People don't have time to investigate every throw-away simple lie, but it gives you the opportunity to sample. You follow Bob and he says a bunch of stuff and every time there is a whole complicated discussion that you usually don't read because you don't have time. But once in a while you do.

If every time you do, it turns out Bob is right, you can be more confident that the stuff he says is usually right even when you don't have time to check. If every time you do, it turns out Bob is wrong, the opposite. It provides the opportunity to evaluate credibility.

But that only works if you have a system where anybody can reply to anything and actually be seen. If you have a system where a central gatekeeper can make criticism and counterarguments invisible, you lose.

f001 4 days ago | parent | prev | next [-]

Additionally, it’s usually more effort to refute something than to state something, especially as it seems there is little requirement for proof when making the statement.

account42 3 days ago | parent | prev | next [-]

There is no way you can square that viewpoint with the concept of democracy. Either you trust that the general population can make rational informed decisions you must give up the pretense that they can rule over themselves.

const_cast 4 days ago | parent | prev [-]

Yes, exactly.

We already have largely decentralized speech in the US via the internet. And much like how the printing press gave everyone a voice or how radio created Hitler, the internet is the modern age vehicle of populist messaging.

The reason someone like Trump can rise to power and consolidate said power is because he speaks simple and lies work in a decentralized system. Populist messaging is built on the fact that humans are naturally drawn to simple solutions and emotional responses. 90% of the time throughout American and European history, if you just tell people "this is ethnic/racial group X's fault!", that works.

account42 3 days ago | parent | next [-]

> We already have largely decentralized speech in the US via the internet. And much like how the printing press gave everyone a voice or how radio created Hitler, the internet is the modern age vehicle of populist messaging.

Only if you ignore everything about what got Hitler elected.

"Populists" winning is ALWAYS a result of the status quo being unacceptable to the general population. If the establishment is unwilling to fix that then they deserve to be removed from government. Free flow of information isn't responsible for that.

AnthonyMouse 3 days ago | parent | prev [-]

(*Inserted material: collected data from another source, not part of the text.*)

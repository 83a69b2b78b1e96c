//! # Chunk Log
//!
//! **Append-only, crash-tolerant file store**
//!
//! Every applied [`StoreTransaction`] becomes one record at the end of the
//! file. Opening the log replays all records into an in-memory index; reads
//! are served from that index.
//!
//! ## Guarantees
//!
//! 1. **Atomicity**: a transaction is one record; a record is either fully
//!    readable (length + CRC match) or ignored
//! 2. **Durability**: `apply` returns after the batch is synced
//! 3. **Recovery**: a torn or corrupt tail ends replay; the file is cut back
//!    to the last good record so later appends stay readable
//!
//! ## Format
//!
//! ```text
//! [4 bytes: magic "DFCS"]
//! [4 bytes: version]
//!
//! Record format:
//! [8 bytes: LSN]
//! [4 bytes: payload length N]
//! [N bytes: lz4 payload (size-prepended, see `record`)]
//! [4 bytes: CRC32 of the three fields above]
//! ```

use std::fs::{self, File, OpenOptions};
use std::io::Write;
use std::ops::RangeInclusive;
use std::path::{Path, PathBuf};

use tracing::{debug, error, info, warn};

use super::record;
use super::{apply_to, load_range, Bucket, ChunkStore, PersistedChunk, RecordIndex, StoreTransaction};
use crate::error::{StoreError, StoreResult};

/// Magic bytes identifying a chunk log.
const LOG_MAGIC: &[u8; 4] = b"DFCS";

/// Current log format version.
const LOG_VERSION: u32 = 1;

const HEADER_LEN: usize = 8;

/// LSN + length + CRC.
const RECORD_OVERHEAD: usize = 8 + 4 + 4;

/// Chunks per record when compaction rewrites the log.
const SNAPSHOT_CHUNKS_PER_RECORD: usize = 512;

/// What replay found when the log was opened.
#[derive(Clone, Copy, Debug, Default, PartialEq, Eq)]
pub struct ReplayReport {
    /// Records replayed.
    pub records: u64,
    /// Bytes discarded from a torn or corrupt tail.
    pub dropped_bytes: u64,
}

/// A [`super::ChunkStore`] persisted as an append-only log file.
pub struct LogStore {
    path: PathBuf,
    file: File,
    index: RecordIndex,
    next_lsn: u64,
    committed_len: u64,
    replay: ReplayReport,
}

impl LogStore {
    /// Opens or creates the log at `path`, replaying existing records.
    ///
    /// # Errors
    ///
    /// Returns [`StoreError::BadHeader`] if the file is not a chunk log, or
    /// [`StoreError::Io`] if it cannot be read, repaired or created.
    pub fn open(path: impl AsRef<Path>) -> StoreResult<Self> {
        let path = path.as_ref().to_path_buf();

        let file = OpenOptions::new().create(true).read(true).append(true).open(&path)?;
        let bytes = fs::read(&path)?;

        let mut store = Self {
            path,
            file,
            index: RecordIndex::new(),
            next_lsn: 0,
            committed_len: 0,
            replay: ReplayReport::default(),
        };

        if bytes.is_empty() {
            let header = header();
            store.file.write_all(&header)?;
            store.file.sync_all()?;
            store.committed_len = header.len() as u64;
            debug!(path = %store.path.display(), "created chunk log");
            return Ok(store);
        }

        check_header(&bytes)?;
        let good_len = store.replay_records(&bytes);
        let dropped = bytes.len() - good_len;
        if dropped > 0 {
            warn!(
                path = %store.path.display(),
                offset = good_len,
                dropped_bytes = dropped,
                "chunk log has a torn tail, truncating"
            );
            store.file.set_len(good_len as u64)?;
            store.file.sync_all()?;
        }
        store.committed_len = good_len as u64;
        store.replay.dropped_bytes = dropped as u64;

        info!(
            path = %store.path.display(),
            records = store.replay.records,
            chunks = store.index.len(),
            "chunk log replayed"
        );
        Ok(store)
    }

    /// Replays records after the header. Returns the length of the readable
    /// prefix of `bytes`.
    fn replay_records(&mut self, bytes: &[u8]) -> usize {
        let mut pos = HEADER_LEN;
        while pos < bytes.len() {
            match read_record(bytes, pos) {
                Ok((lsn, transaction, next)) => {
                    apply_to(&mut self.index, &transaction);
                    self.next_lsn = lsn + 1;
                    self.replay.records += 1;
                    pos = next;
                }
                Err(err) => {
                    warn!(%err, "chunk log replay stopped");
                    break;
                }
            }
        }
        pos
    }

    /// Rewrites the log as a snapshot of the current index.
    ///
    /// The snapshot is written next to the log and renamed over it, so a
    /// crash mid-compaction leaves the old log intact.
    ///
    /// # Errors
    ///
    /// Returns [`StoreError::Io`] if the snapshot cannot be written.
    pub fn compact(&mut self) -> StoreResult<()> {
        let before = self.committed_len;
        let chunks: Vec<_> = self.index.values().cloned().collect();

        let mut out = header().to_vec();
        let mut lsn = 0;
        for group in chunks.chunks(SNAPSHOT_CHUNKS_PER_RECORD) {
            let transaction = StoreTransaction {
                puts: group.to_vec(),
                deletes: Vec::new(),
            };
            out.extend_from_slice(&frame(lsn, &transaction));
            lsn += 1;
        }

        let tmp = self.path.with_extension("compact");
        {
            let mut snapshot = File::create(&tmp)?;
            snapshot.write_all(&out)?;
            snapshot.sync_all()?;
        }
        fs::rename(&tmp, &self.path)?;

        self.file = OpenOptions::new().read(true).append(true).open(&self.path)?;
        self.committed_len = out.len() as u64;
        self.next_lsn = lsn;

        info!(
            path = %self.path.display(),
            before_bytes = before,
            after_bytes = self.committed_len,
            chunks = chunks.len(),
            "chunk log compacted"
        );
        Ok(())
    }

    /// Path of the log file.
    #[must_use]
    pub fn path(&self) -> &Path {
        &self.path
    }

    /// Bytes of readable log.
    #[must_use]
    pub const fn log_len(&self) -> u64 {
        self.committed_len
    }

    /// What the last open found.
    #[must_use]
    pub const fn replay_report(&self) -> ReplayReport {
        self.replay
    }

    fn append(&mut self, bytes: &[u8]) -> StoreResult<()> {
        self.file.write_all(bytes)?;
        self.file.sync_data()?;
        Ok(())
    }
}

impl ChunkStore for LogStore {
    fn bulk_load(&self, buckets: RangeInclusive<Bucket>) -> StoreResult<Vec<PersistedChunk>> {
        Ok(load_range(&self.index, &buckets))
    }

    fn apply(&mut self, batch: &[StoreTransaction]) -> StoreResult<()> {
        if batch.is_empty() {
            return Ok(());
        }

        let mut bytes = Vec::new();
        let mut lsn = self.next_lsn;
        for transaction in batch {
            bytes.extend_from_slice(&frame(lsn, transaction));
            lsn += 1;
        }

        if let Err(err) = self.append(&bytes) {
            // Cut any partial write so the next append starts on a record boundary.
            if let Err(cut) = self.file.set_len(self.committed_len) {
                error!(%cut, "failed to roll back partial chunk log append");
            }
            return Err(err);
        }

        self.committed_len += bytes.len() as u64;
        self.next_lsn = lsn;
        for transaction in batch {
            apply_to(&mut self.index, transaction);
        }
        Ok(())
    }

    fn len(&self) -> usize {
        self.index.len()
    }
}

fn header() -> [u8; HEADER_LEN] {
    let mut out = [0u8; HEADER_LEN];
    out[..4].copy_from_slice(LOG_MAGIC);
    out[4..].copy_from_slice(&LOG_VERSION.to_le_bytes());
    out
}

fn check_header(bytes: &[u8]) -> StoreResult<()> {
    if bytes.len() < HEADER_LEN || &bytes[..4] != LOG_MAGIC {
        return Err(StoreError::BadHeader("not a chunk log".to_string()));
    }
    let mut version = [0u8; 4];
    version.copy_from_slice(&bytes[4..HEADER_LEN]);
    let version = u32::from_le_bytes(version);
    if version != LOG_VERSION {
        return Err(StoreError::BadHeader(format!("unsupported version {version}")));
    }
    Ok(())
}

fn frame(lsn: u64, transaction: &StoreTransaction) -> Vec<u8> {
    let payload = lz4_flex::compress_prepend_size(&record::encode(transaction));
    let mut out = Vec::with_capacity(RECORD_OVERHEAD + payload.len());
    out.extend_from_slice(&lsn.to_le_bytes());
    #[allow(clippy::cast_possible_truncation)]
    out.extend_from_slice(&(payload.len() as u32).to_le_bytes());
    out.extend_from_slice(&payload);
    let crc = crc32fast::hash(&out);
    out.extend_from_slice(&crc.to_le_bytes());
    out
}

/// Reads the record at `pos`. Returns its LSN, transaction and the offset of
/// the next record.
fn read_record(bytes: &[u8], pos: usize) -> StoreResult<(u64, StoreTransaction, usize)> {
    let corrupt = |reason: &str| StoreError::Corrupt {
        offset: pos as u64,
        reason: reason.to_string(),
    };

    let head = bytes.get(pos..pos + 12).ok_or_else(|| corrupt("truncated header"))?;
    let mut lsn = [0u8; 8];
    lsn.copy_from_slice(&head[..8]);
    let mut len = [0u8; 4];
    len.copy_from_slice(&head[8..12]);
    let payload_len = usize::try_from(u32::from_le_bytes(len)).map_err(|_| corrupt("length overflow"))?;

    let body_end = pos + 12 + payload_len;
    let body = bytes.get(pos..body_end).ok_or_else(|| corrupt("truncated payload"))?;
    let crc_bytes = bytes
        .get(body_end..body_end + 4)
        .ok_or_else(|| corrupt("truncated checksum"))?;
    let mut stored = [0u8; 4];
    stored.copy_from_slice(crc_bytes);
    if u32::from_le_bytes(stored) != crc32fast::hash(body) {
        return Err(corrupt("checksum mismatch"));
    }

    let raw = lz4_flex::decompress_size_prepended(&body[12..]).map_err(|e| corrupt(&e.to_string()))?;
    let transaction = record::decode(&raw).ok_or_else(|| corrupt("undecodable payload"))?;
    Ok((u64::from_le_bytes(lsn), transaction, body_end + 4))
}

#[cfg(test)]
mod tests {
    use super::*;
    use crate::store::StoreKey;
    use deepfield_shared::{Chunk, Coordinate, Footprint, Location, LocationId};

    fn temp_log_path() -> PathBuf {
        let id = std::time::SystemTime::now()
            .duration_since(std::time::UNIX_EPOCH)
            .unwrap()
            .as_nanos();
        std::env::temp_dir().join(format!("test_chunk_log_{id}.dfcs"))
    }

    fn chunk(x: i32, y: i32, side: u32) -> Chunk {
        let location = Location {
            coords: Coordinate::new(x, y),
            id: LocationId::from_bytes([side as u8; 32]),
            perlin: 3,
        };
        Chunk::new(Footprint::new(Coordinate::new(x, y), side), vec![location])
    }

    fn put(chunks: Vec<Chunk>) -> StoreTransaction {
        StoreTransaction {
            puts: chunks,
            deletes: Vec::new(),
        }
    }

    #[test]
    fn test_create_and_reopen() {
        let path = temp_log_path();
        {
            let mut log = LogStore::open(&path).unwrap();
            log.apply(&[put(vec![chunk(0, 0, 16), chunk(16, 0, 16)])]).unwrap();
            log.apply(&[StoreTransaction {
                puts: vec![chunk(32, 0, 16)],
                deletes: vec![StoreKey::of(&Footprint::new(Coordinate::new(0, 0), 16))],
            }])
            .unwrap();
        }

        let log = LogStore::open(&path).unwrap();
        assert_eq!(log.len(), 2);
        assert_eq!(log.replay_report(), ReplayReport { records: 2, dropped_bytes: 0 });
        let loaded = log.bulk_load(Bucket::FIRST..=Bucket::LAST).unwrap();
        assert!(loaded.iter().all(|p| p.chunk.footprint.bottom_left.x != 0));

        fs::remove_file(&path).ok();
    }

    #[test]
    fn test_torn_tail_is_dropped() {
        let path = temp_log_path();
        {
            let mut log = LogStore::open(&path).unwrap();
            log.apply(&[put(vec![chunk(0, 0, 16)])]).unwrap();
            log.apply(&[put(vec![chunk(16, 0, 16)])]).unwrap();
        }

        // Tear the second record in half.
        let full = fs::read(&path).unwrap();
        fs::write(&path, &full[..full.len() - 10]).unwrap();

        {
            let mut log = LogStore::open(&path).unwrap();
            assert_eq!(log.len(), 1);
            assert!(log.replay_report().dropped_bytes > 0);
            // Appends after the repair must be readable.
            log.apply(&[put(vec![chunk(48, 0, 16)])]).unwrap();
        }

        let log = LogStore::open(&path).unwrap();
        assert_eq!(log.len(), 2);
        assert_eq!(log.replay_report().dropped_bytes, 0);

        fs::remove_file(&path).ok();
    }

    #[test]
    fn test_corrupt_record_stops_replay() {
        let path = temp_log_path();
        let first_len;
        {
            let mut log = LogStore::open(&path).unwrap();
            log.apply(&[put(vec![chunk(0, 0, 16)])]).unwrap();
            first_len = log.log_len();
            log.apply(&[put(vec![chunk(16, 0, 16)])]).unwrap();
        }

        let mut bytes = fs::read(&path).unwrap();
        let flip = usize::try_from(first_len).unwrap() + 14;
        bytes[flip] ^= 0xff;
        fs::write(&path, &bytes).unwrap();

        let log = LogStore::open(&path).unwrap();
        assert_eq!(log.len(), 1);
        assert_eq!(log.log_len(), first_len);

        fs::remove_file(&path).ok();
    }

    #[test]
    fn test_bad_magic_rejected() {
        let path = temp_log_path();
        fs::write(&path, b"OWAL\x01\x00\x00\x00").unwrap();
        assert!(matches!(LogStore::open(&path), Err(StoreError::BadHeader(_))));
        fs::remove_file(&path).ok();
    }

    #[test]
    fn test_compact_preserves_index() {
        let path = temp_log_path();
        {
            let mut log = LogStore::open(&path).unwrap();
            for i in 0..50 {
                log.apply(&[put(vec![chunk(i * 16, 0, 16)])]).unwrap();
                log.apply(&[StoreTransaction {
                    puts: Vec::new(),
                    deletes: vec![StoreKey::of(&Footprint::new(Coordinate::new(i * 16, 0), 16))],
                }])
                .unwrap();
            }
            log.apply(&[put(vec![chunk(0, 0, 32)])]).unwrap();

            let before = log.log_len();
            log.compact().unwrap();
            assert!(log.log_len() < before);
            assert_eq!(log.len(), 1);

            log.apply(&[put(vec![chunk(64, 0, 32)])]).unwrap();
        }

        let log = LogStore::open(&path).unwrap();
        assert_eq!(log.len(), 2);

        fs::remove_file(&path).ok();
    }
}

The US has decentralized speech on paper. Anybody can make a website, but then Google won't surface obscure blogs no matter how relevant they are. Anybody can make an account on a centralized social media platform, but that isn't the same as being seen, which depends on the whims of whoever owns it or the politicians threatening them.

Meanwhile the centralized platforms then have the incentive to maximize engagement and the power to structure things that way. And that's how you get Trump, because polarization drives engagement.

lurker919 4 days ago | parent | prev [-]

Maybe it just needs provenance. So bad actors can't flood the system.

Counter to the above is that, your bad actor may be my leader. People like convenience. When someone is expressing what you want to say, in a better and smarter way, you just reshare/retweet them. And the 'other side' will feel like your leader is a 'bad actor' who is flooding the system. So even the method of resharing/retweeting needs some sort of provenance/single use only. So you can 'agree' with your thought leader, but they shouldn't be able to mass manufacture consent. Since you might even reshare 'fake news' since you generally trust your leader. It's messy, not sure what that would look like - every post that starts getting traction needs to be fact checked? Community Notes on X is a step in the right direction maybe.